• _Task brief_
Your answer should reproduce every line of the material in which the word "base" occurs.

• _Input data_
=-=-=

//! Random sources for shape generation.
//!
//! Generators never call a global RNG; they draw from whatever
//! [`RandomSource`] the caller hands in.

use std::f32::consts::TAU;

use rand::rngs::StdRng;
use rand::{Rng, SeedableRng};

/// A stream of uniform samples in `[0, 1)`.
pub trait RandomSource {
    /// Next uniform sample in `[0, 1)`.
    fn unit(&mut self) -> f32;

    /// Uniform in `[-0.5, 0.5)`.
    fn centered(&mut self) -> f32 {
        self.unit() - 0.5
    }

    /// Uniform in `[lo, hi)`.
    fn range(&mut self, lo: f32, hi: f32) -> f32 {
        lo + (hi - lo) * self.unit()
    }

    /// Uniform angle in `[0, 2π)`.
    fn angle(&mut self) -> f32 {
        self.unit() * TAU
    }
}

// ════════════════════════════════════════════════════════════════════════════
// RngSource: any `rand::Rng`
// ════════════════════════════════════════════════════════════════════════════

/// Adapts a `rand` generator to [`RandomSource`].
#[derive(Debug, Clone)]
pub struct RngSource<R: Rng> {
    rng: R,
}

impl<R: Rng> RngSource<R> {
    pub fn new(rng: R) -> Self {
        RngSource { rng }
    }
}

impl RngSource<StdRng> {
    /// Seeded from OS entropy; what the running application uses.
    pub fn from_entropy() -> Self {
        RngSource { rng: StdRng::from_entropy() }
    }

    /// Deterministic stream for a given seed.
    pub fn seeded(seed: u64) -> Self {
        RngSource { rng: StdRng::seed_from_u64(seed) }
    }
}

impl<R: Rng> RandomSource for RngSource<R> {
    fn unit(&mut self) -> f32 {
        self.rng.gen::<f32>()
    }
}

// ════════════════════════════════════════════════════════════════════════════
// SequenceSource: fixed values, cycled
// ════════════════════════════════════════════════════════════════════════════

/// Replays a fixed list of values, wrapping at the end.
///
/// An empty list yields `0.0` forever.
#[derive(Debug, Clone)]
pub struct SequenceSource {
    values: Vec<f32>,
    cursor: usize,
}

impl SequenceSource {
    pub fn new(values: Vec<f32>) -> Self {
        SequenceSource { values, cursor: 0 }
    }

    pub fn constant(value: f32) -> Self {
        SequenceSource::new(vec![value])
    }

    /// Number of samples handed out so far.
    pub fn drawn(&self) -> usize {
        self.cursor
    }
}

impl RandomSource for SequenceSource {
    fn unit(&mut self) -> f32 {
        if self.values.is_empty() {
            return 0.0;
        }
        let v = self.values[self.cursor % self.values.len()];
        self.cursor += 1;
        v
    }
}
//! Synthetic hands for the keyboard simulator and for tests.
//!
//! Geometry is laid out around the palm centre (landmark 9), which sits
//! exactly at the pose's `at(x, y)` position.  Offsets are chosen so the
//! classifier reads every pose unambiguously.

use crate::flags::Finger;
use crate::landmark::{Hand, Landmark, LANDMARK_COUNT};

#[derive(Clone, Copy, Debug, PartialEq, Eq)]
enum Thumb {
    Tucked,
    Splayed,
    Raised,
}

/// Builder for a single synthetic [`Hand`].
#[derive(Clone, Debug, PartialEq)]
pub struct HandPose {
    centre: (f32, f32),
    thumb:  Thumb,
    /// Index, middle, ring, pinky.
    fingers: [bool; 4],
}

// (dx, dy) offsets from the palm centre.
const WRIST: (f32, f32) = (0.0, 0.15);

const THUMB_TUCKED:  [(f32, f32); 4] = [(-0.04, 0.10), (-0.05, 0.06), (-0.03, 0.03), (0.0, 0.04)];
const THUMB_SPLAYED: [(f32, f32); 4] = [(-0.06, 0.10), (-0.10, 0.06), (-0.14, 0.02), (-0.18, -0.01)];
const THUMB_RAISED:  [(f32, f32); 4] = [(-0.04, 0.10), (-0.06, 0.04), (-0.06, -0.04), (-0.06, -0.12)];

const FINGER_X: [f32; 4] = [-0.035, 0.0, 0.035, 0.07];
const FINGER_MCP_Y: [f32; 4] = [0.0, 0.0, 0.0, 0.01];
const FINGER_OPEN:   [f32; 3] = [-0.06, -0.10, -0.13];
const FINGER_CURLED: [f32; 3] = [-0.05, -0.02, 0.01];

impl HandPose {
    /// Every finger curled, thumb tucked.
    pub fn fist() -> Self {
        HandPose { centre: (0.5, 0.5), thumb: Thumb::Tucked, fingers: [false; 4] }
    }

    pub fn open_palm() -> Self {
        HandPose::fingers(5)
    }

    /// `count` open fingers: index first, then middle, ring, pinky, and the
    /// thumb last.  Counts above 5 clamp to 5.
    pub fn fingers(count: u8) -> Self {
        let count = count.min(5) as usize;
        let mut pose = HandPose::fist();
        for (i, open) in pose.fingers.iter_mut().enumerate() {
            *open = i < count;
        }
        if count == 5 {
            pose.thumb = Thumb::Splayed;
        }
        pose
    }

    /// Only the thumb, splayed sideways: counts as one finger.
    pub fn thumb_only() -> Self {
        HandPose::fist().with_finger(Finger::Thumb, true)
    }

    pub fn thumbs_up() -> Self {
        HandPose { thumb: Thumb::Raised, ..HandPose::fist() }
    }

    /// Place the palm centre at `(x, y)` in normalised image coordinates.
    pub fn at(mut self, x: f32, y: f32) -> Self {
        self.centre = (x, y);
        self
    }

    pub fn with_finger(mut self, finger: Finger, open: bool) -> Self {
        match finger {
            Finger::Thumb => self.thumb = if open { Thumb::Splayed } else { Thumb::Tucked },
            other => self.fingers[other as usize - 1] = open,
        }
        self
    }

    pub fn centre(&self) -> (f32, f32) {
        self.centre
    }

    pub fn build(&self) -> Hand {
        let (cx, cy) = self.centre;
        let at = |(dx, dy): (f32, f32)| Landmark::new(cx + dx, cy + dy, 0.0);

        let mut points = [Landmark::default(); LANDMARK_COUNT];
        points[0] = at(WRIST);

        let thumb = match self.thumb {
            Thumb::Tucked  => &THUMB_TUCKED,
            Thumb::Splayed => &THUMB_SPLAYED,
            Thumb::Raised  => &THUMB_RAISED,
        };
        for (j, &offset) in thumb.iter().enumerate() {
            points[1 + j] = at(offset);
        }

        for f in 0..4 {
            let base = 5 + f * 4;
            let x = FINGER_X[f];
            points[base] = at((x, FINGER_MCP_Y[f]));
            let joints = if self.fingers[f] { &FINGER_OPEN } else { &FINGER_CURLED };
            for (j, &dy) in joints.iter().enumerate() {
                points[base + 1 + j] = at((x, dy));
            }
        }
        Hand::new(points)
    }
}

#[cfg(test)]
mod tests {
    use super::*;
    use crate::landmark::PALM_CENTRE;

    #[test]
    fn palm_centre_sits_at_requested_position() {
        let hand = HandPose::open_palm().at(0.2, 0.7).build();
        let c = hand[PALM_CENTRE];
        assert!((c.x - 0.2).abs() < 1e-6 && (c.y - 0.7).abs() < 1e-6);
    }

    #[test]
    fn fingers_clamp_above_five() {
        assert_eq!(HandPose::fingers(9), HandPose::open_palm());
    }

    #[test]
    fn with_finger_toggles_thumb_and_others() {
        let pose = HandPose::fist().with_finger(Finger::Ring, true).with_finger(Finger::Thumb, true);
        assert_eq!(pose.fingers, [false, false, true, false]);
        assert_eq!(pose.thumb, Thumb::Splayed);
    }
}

=-=-=

• _Exercise answer_
            let base = 5 + f * 4;
            points[base] = at((x, FINGER_MCP_Y[f]));
                points[base + 1 + j] = at((x, dy));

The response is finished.